Reconsider inclusion of opid in mongodb_currentop_query_uptime

nick-jones commented 10 months ago

Describe the bug

PR #706 introduced mongodb_currentop_query_uptime, which is derived from the results of db.currentOp(). The labels used here include opid. I don't know how opid is generated, but from what I've observed so far, opid appears to be distinct for every single executed operation. The general recommendation is to avoid high cardinality labels, as the inclusion of these can be problematic - https://prometheus.io/docs/practices/naming/#labels

connid may also cause problems, depending on how that is generated mongodb side and general connection patterns.

To Reproduce Run the exporter against a mongodb instance that sees at least some traffic, and observe how the number of unique mongodb_currentop_query_uptime combinations grown over time.
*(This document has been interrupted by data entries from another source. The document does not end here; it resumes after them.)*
//! Append-only event log, truncated once at daemon startup. Every line written here
//! is also fanned out to the alerting sink (§4.7): this is the single choke point
//! lifecycle transitions pass through, so the two can never drift out of sync.
use std::fs::{File, OpenOptions};
use std::io::Write;
use std::path::Path;
use std::sync::Mutex;

use chrono::Local;
use tracing::warn;

use crate::alerts::AlertSink;

/// Which lifecycle transition a log line records.
#[derive(Debug, Clone, Copy, PartialEq, Eq)]
pub enum Event {
    /// An instance was spawned and is now alive.
    Started,
    /// An instance was removed with no restart.
    Stopped,
    /// An instance is being replaced after an exit, per restart policy.
    Restarting,
    /// An instance (or program) permanently gave up restarting.
    Failed,
}

impl Event {
    fn symbol(self) -> char {
        match self {
            Event::Started => '▶',
            Event::Stopped => '▪',
            Event::Restarting => '↻',
            Event::Failed => '✖',
        }
    }
}

/// Mutex-guarded handle to the log file; one line is written per lifecycle event.
pub struct EventLog {
    file: Mutex<File>,
    alerts: AlertSink,
}

impl EventLog {
    /// Opens (truncating) the log file at `path`, with no alert transports configured.
    pub fn open(path: &Path) -> std::io::Result<Self> {
        Self::open_with_alerts(path, AlertSink::new(Default::default()))
    }

    /// Opens (truncating) the log file at `path`, fanning every line out to `alerts`.
    pub fn open_with_alerts(path: &Path, alerts: AlertSink) -> std::io::Result<Self> {
        let file = OpenOptions::new()
            .create(true)
            .write(true)
            .truncate(true)
            .open(path)?;
        Ok(Self {
            file: Mutex::new(file),
            alerts,
        })
    }

    /// The alerting sink backing this log, so the reload coordinator can replace its
    /// configuration wholesale (§4.5).
    pub fn alerts(&self) -> &AlertSink {
        &self.alerts
    }

    /// Writes `<symbol> [timestamp] [program[:instance]] [PID:pid] message` and fans
    /// the same line out to every enabled alert transport.
    pub fn record(&self, event: Event, program: &str, instance: Option<u32>, pid: Option<u32>, message: &str) {
        let label = match instance {
            Some(index) => format!("{program}:{index}"),
            None => program.to_string(),
        };
        let pid_text = match pid {
            Some(pid) => pid.to_string(),
            None => "-".to_string(),
        };
        let line = format!(
            "{} [{}] [{label}] [PID:{pid_text}] {message}",
            event.symbol(),
            Local::now().format("%Y-%m-%d %H:%M:%S"),
        );

        let mut guard = match self.file.lock() {
            Ok(guard) => guard,
            Err(poisoned) => poisoned.into_inner(),
        };
        if let Err(err) = writeln!(guard, "{line}") {
            warn!("failed to write event log line: {err}");
        }
        drop(guard);

        self.alerts.fire(&line);
    }
}
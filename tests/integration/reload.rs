#[path = "common/mod.rs"]
mod common;

use std::{thread, time::Duration};

use common::Daemon;

#[test]
fn reload_adds_a_new_program_and_starts_it() {
    let daemon = Daemon::start(
        r#"
programs:
  a:
    cmd: "/bin/sleep 30"
    autostart: true
"#,
    );
    daemon.wait_for_status("a", |entry| {
        entry.get("status").and_then(|v| v.as_str()) == Some("STARTED")
    });

    std::fs::write(
        daemon.dir.path().join("taskmaster.yaml"),
        r#"
programs:
  a:
    cmd: "/bin/sleep 30"
    autostart: true
  b:
    cmd: "/bin/sleep 30"
    autostart: true
"#,
    )
    .unwrap();

    let reply = daemon.send("reload", None);
    assert_eq!(reply.get("ok").and_then(|v| v.as_bool()), Some(true));

    daemon.wait_for_status("b", |entry| {
        entry.get("status").and_then(|v| v.as_str()) == Some("STARTED")
    });
}

#[test]
fn reload_removes_a_program_dropped_from_the_file() {
    let daemon = Daemon::start(
        r#"
programs:
  a:
    cmd: "/bin/sleep 30"
    autostart: true
  b:
    cmd: "/bin/sleep 30"
    autostart: true
"#,
    );
    daemon.wait_for_status("b", |entry| {
        entry.get("status").and_then(|v| v.as_str()) == Some("STARTED")
    });

    std::fs::write(
        daemon.dir.path().join("taskmaster.yaml"),
        r#"
programs:
  a:
    cmd: "/bin/sleep 30"
    autostart: true
"#,
    )
    .unwrap();

    let reply = daemon.send("reload", None);
    assert_eq!(reply.get("ok").and_then(|v| v.as_bool()), Some(true));

    let deadline = std::time::Instant::now() + Duration::from_secs(5);
    loop {
        let status = daemon.send("status", None);
        if common::status_entry(&status, "b").is_none() {
            break;
        }
        if std::time::Instant::now() >= deadline {
            panic!("program 'b' was not removed by reload");
        }
        thread::sleep(Duration::from_millis(100));
    }
}

#[test]
fn reload_with_no_changes_reports_nothing_changed_and_preserves_the_pid() {
    let daemon = Daemon::start(
        r#"
programs:
  a:
    cmd: "/bin/sleep 30"
    autostart: true
"#,
    );
    let before = daemon.wait_for_status("a", |entry| {
        entry.get("status").and_then(|v| v.as_str()) == Some("STARTED")
    });
    let pid_before = before.get("pid").and_then(|v| v.as_u64()).unwrap();

    let reply = daemon.send("reload", None);
    assert_eq!(reply.get("ok").and_then(|v| v.as_bool()), Some(true));
    assert_eq!(
        reply.get("message").and_then(|v| v.as_str()),
        Some("nothing changed")
    );

    let after = daemon.send("status", None);
    let entry = common::status_entry(&after, "a").unwrap();
    assert_eq!(entry.get("pid").and_then(|v| v.as_u64()), Some(pid_before));
}

#[test]
fn reload_on_a_changed_command_replaces_the_running_instance() {
    let daemon = Daemon::start(
        r#"
programs:
  a:
    cmd: "/bin/sleep 30"
    autostart: true
"#,
    );
    let before = daemon.wait_for_status("a", |entry| {
        entry.get("status").and_then(|v| v.as_str()) == Some("STARTED")
    });
    let pid_before = before.get("pid").and_then(|v| v.as_u64()).unwrap();

    std::fs::write(
        daemon.dir.path().join("taskmaster.yaml"),
        r#"
programs:
  a:
    cmd: "/bin/sleep 60"
    autostart: true
"#,
    )
    .unwrap();

    let reply = daemon.send("reload", None);
    assert_eq!(reply.get("ok").and_then(|v| v.as_bool()), Some(true));
    assert_ne!(
        reply.get("message").and_then(|v| v.as_str()),
        Some("nothing changed")
    );

    let after = daemon.wait_for_status("a", |entry| {
        entry
            .get("pid")
            .and_then(|v| v.as_u64())
            .is_some_and(|pid| pid != pid_before)
    });
    assert!(after.get("pid").is_some());
}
Something like sum(count_over_time(mongodb_currentop_query_uptime[30d])) may help visualise the growth in datapoints.

Expected behavior Prometheus documentation recommends avoiding high cardinality labels, so opid should perhaps not be included.

Logs N/A

Environment

OS: Linux
environment: k8s
MongoDB version: 5.0.10

Additional context N/A

tregubov-av commented 9 months ago

Hello. This metric is not intended for plotting. The data depends on the scrape interval. You will not see requests that were completed between taking this metric. The metric is intended exclusively for building notifications that have been in the process of execution for too long. For example:

apiVersion: monitoring.coreos.com/v1
kind: PrometheusRule
metadata:
  labels:
    release: kube-prometheus-stack
  name: mongodb-rules
  namespace: ${NAMESPACE}
spec:
  groups:
  - name: mongodb.rules
    rules:
    ## Slow query alerts
    # 5 minutes trigger, E-mail + Slack (critical)
    - alert: MongodbCurrentQueryTime
      labels:
        severity: critical
        database: mongo
      expr: (mongodb_currentop_query_uptime > 3e+8) / 1000
      annotations:
        summary: "{{ $labels.endpoint }}: slow query detected"
        description_email: |
          Opid: {{ $labels.opid }}<br/>
          Uptime: {{ $value }}ms<br/>
          Ns: <strong>{{ $labels.ns }}</strong><br/>
          Desc: {{ $labels.desc }}<br/>
          Op: {{ $labels.op }}<br/>
        description_slack: |
          *Opid:* `{{ $labels.opid }}`
          *Uptime:* `{{ $value }}ms`
          *Ns:* {{ $labels.ns }}
          *Desc:* `{{ $labels.desc }}`
          *Op:* {{ $labels.op }}
    # 1 minute trigger, E-mail (warning)
    - alert: MongodbCurrentQueryTime
      labels:
        severity: warning
        database: mongo
      expr: (mongodb_currentop_query_uptime > 6e+7) / 1000
      annotations:
        summary: "{{ $labels.endpoint }}: slow query detected"
        description_email: |
          Opid: {{ $labels.opid }}<br/>
          Uptime: {{ $value }}ms<br/>
          Ns: <strong>{{ $labels.ns }}</strong><br/>
          Desc: {{ $labels.desc }}<br/>
          Op: {{ $labels.op }}<br/>

Unfortunately, there is no other way to track a request that is in progress.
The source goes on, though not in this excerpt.